To clarify which camp I occupy, I’m strongly pro-Ferrell. I love him. Loved him on Saturday Night Live, loved him in any movie he’s been in including Winter Passing which only me and four other people saw. His humor gibes with mine in a big way. Throw in John C. Reilly who’s been in a wide array of film I admire including Magnolia and Chicago (which he got an Oscar nom for) and I was very optimistic on greatness here. It’s no stretch to say I was extremely predisposed to be vocal supporter from the first time I saw a trailer.
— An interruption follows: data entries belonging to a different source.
//! Authoring formats for layouts and heaps, loadable from YAML or JSON.

use std::sync::Arc;

use serde::{Deserialize, Serialize};

use super::{BindingSlot, HeapInfo, ResourceSetLayout, Result};

#[derive(Debug, Clone, Serialize, Deserialize)]
pub struct ResourceSetLayoutCfg {
    pub debug_name: String,
    #[serde(default)]
    pub slots: Vec<BindingSlot>,
}

impl ResourceSetLayoutCfg {
    pub fn from_json(s: &str) -> Result<Self> {
        Ok(serde_json::from_str(s)?)
    }

    pub fn from_yaml(s: &str) -> Result<Self> {
        Ok(serde_yaml::from_str(s)?)
    }

    pub fn vec_from_yaml(s: &str) -> Result<Vec<Self>> {
        Ok(serde_yaml::from_str(s)?)
    }

    pub fn build(&self) -> Result<Arc<ResourceSetLayout>> {
        ResourceSetLayout::new(&self.debug_name, &self.slots)
    }
}

#[derive(Debug, Clone, Serialize, Deserialize)]
pub struct HeapCfg {
    pub debug_name: String,
    pub byte_size: u32,
    #[serde(default = "default_max_allocations")]
    pub max_allocations: u32,
}

fn default_max_allocations() -> u32 {
    HeapInfo::default().max_allocations
}

impl HeapCfg {
    pub fn from_yaml(s: &str) -> Result<Self> {
        Ok(serde_yaml::from_str(s)?)
    }

    pub fn info(&self) -> HeapInfo<'_> {
        HeapInfo {
            debug_name: &self.debug_name,
            byte_size: self.byte_size,
            max_allocations: self.max_allocations,
        }
    }
}

impl ResourceSetLayout {
    pub fn from_yaml(yaml: &str) -> Result<Arc<Self>> {
        ResourceSetLayoutCfg::from_yaml(yaml)?.build()
    }
}
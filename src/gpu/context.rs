use std::sync::atomic::{AtomicU64, Ordering};
use std::sync::Arc;

use parking_lot::{Mutex, MutexGuard};

use super::{
    Backend, Buffer, BufferInfo, ContextInfo, Image, ImageInfo, MemoryHeap, ObjectLifetimeQueue,
    Result, Sampler, SamplerInfo, SoftwareBackend,
};

static NEXT_CONTEXT_ID: AtomicU64 = AtomicU64::new(1);

/// A single device execution context.
///
/// All native object mutation happens while holding the context lock, proven
/// by a [`ContextLock`] token. Objects may be created and queued from any
/// thread; their queued work only runs when a lock holder drains the queue.
pub struct Context {
    id: u64,
    debug_name: String,
    device: Mutex<Box<dyn Backend>>,
    queue: Arc<ObjectLifetimeQueue>,
}

impl Context {
    pub fn new(backend: impl Backend + 'static, info: &ContextInfo) -> Arc<Self> {
        let id = NEXT_CONTEXT_ID.fetch_add(1, Ordering::Relaxed);
        log::debug!(
            "creating context '{}' ({}) on backend '{}'",
            info.debug_name,
            id,
            backend.name()
        );
        Arc::new(Self {
            id,
            debug_name: info.debug_name.to_string(),
            device: Mutex::new(Box::new(backend)),
            queue: Arc::new(ObjectLifetimeQueue::new(id)),
        })
    }

    /// Construct a [`Context`] backed by host memory.
    pub fn headless(info: &ContextInfo) -> Arc<Self> {
        Self::new(SoftwareBackend::new(), info)
    }

    pub fn id(&self) -> u64 {
        self.id
    }

    pub fn debug_name(&self) -> &str {
        &self.debug_name
    }

    pub fn queue(&self) -> &Arc<ObjectLifetimeQueue> {
        &self.queue
    }

    /// Blocks until the device lock is acquired.
    pub fn lock(&self) -> ContextLock<'_> {
        ContextLock {
            context_id: self.id,
            device: self.device.lock(),
        }
    }

    pub fn try_lock(&self) -> Option<ContextLock<'_>> {
        self.device.try_lock().map(|device| ContextLock {
            context_id: self.id,
            device,
        })
    }

    /// Locks the context and runs every queued entry. Returns the number of
    /// entries executed.
    pub fn flush(&self) -> usize {
        let mut lock = self.lock();
        self.queue.drain(&mut lock)
    }

    /// Creates an image from `heap` and enqueues its allocation.
    pub fn make_image(
        &self,
        heap: Arc<dyn MemoryHeap>,
        info: &ImageInfo,
    ) -> Result<Arc<Image>> {
        let image = Image::new(self, heap, info)?;
        image.prepare_allocation();
        Ok(image)
    }

    /// Creates a buffer from `heap` and enqueues its allocation.
    pub fn make_buffer(
        &self,
        heap: Arc<dyn MemoryHeap>,
        info: &BufferInfo,
    ) -> Result<Arc<Buffer>> {
        let buffer = Buffer::new(self, heap, info)?;
        buffer.prepare_allocation();
        Ok(buffer)
    }

    /// Creates a sampler and enqueues its allocation.
    pub fn make_sampler(&self, debug_name: &str, info: &SamplerInfo) -> Arc<Sampler> {
        let sampler = Sampler::new(self, debug_name, info);
        sampler.prepare_allocation();
        sampler
    }
}

impl Drop for Context {
    fn drop(&mut self) {
        let pending = self.queue.len();
        if pending > 0 {
            log::warn!(
                "context '{}' dropped with {} queued lifetime entries",
                self.debug_name,
                pending
            );
        }
    }
}

/// Proof that the calling thread holds a context's device lock.
pub struct ContextLock<'a> {
    context_id: u64,
    device: MutexGuard<'a, Box<dyn Backend>>,
}

impl<'a> ContextLock<'a> {
    pub fn context_id(&self) -> u64 {
        self.context_id
    }

    /// Aborts unless this lock belongs to context `context_id`.
    pub fn check_owner(&self, context_id: u64) {
        assert_eq!(
            self.context_id, context_id,
            "device-context lock of context {} used for an object of context {}",
            self.context_id, context_id
        );
    }

    pub fn device(&mut self) -> &mut dyn Backend {
        &mut **self.device
    }
}

#[cfg(test)]
mod tests {
    use super::*;

    #[test]
    fn try_lock_fails_while_locked() {
        let ctx = Context::headless(&Default::default());
        let lock = ctx.lock();
        assert!(ctx.try_lock().is_none());
        drop(lock);
        assert!(ctx.try_lock().is_some());
    }

    #[test]
    #[should_panic(expected = "device-context lock")]
    fn foreign_lock_is_fatal() {
        let a = Context::headless(&Default::default());
        let b = Context::headless(&Default::default());
        let lock = a.lock();
        lock.check_owner(b.id());
    }
}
That may be the problem. Man, do I hate trailers. Brad “B-Love” Brevet (Editor-In-Chief, R.O.S) makes me watch all of them and they do nothing but ruin my movie experience. This is certainly the case here as about 15 funny moments from the trailer comprise a good 60 percent of the actual funny output of Talladega Nights. I understand the need to get people in the seats but it all feels like the Christmas tree has burned down once you realize there isn’t much more there than you’ve already seen. You laugh because the moments are still funny but it is more the laugh you give your boss at the water cooler than a true side splitting moment of surprise.
I’ve done nothing but bash it up until this point so I should point out that Talladega Nights is still funny. It’s the type of funny that every summer needs, if you spend your eight bucks and take a date you won’t come away pissed off you went. You’ll laugh, maybe not the whole time, but more than most comedies. It’s a worthy film, just nowhere near as good as it could have been.
In the final verdict it’s not as good as Anchorman, Wedding Crashers, Old School, or The 40 Year-Old Virgin. I guess that’s not really a ringing indictment because most movies aren’t as funny as those. The good news is it is funnier than any of the Austin Powers series, anything by Sandler in the past eight years, and anything involving a Wayans of any kind. So yeah, go see it. The only thing I’d tell you is it’s not going to solve the mystery of Will Ferrell for you, you’ll still feel the exact same way about him as you did when you entered the theater.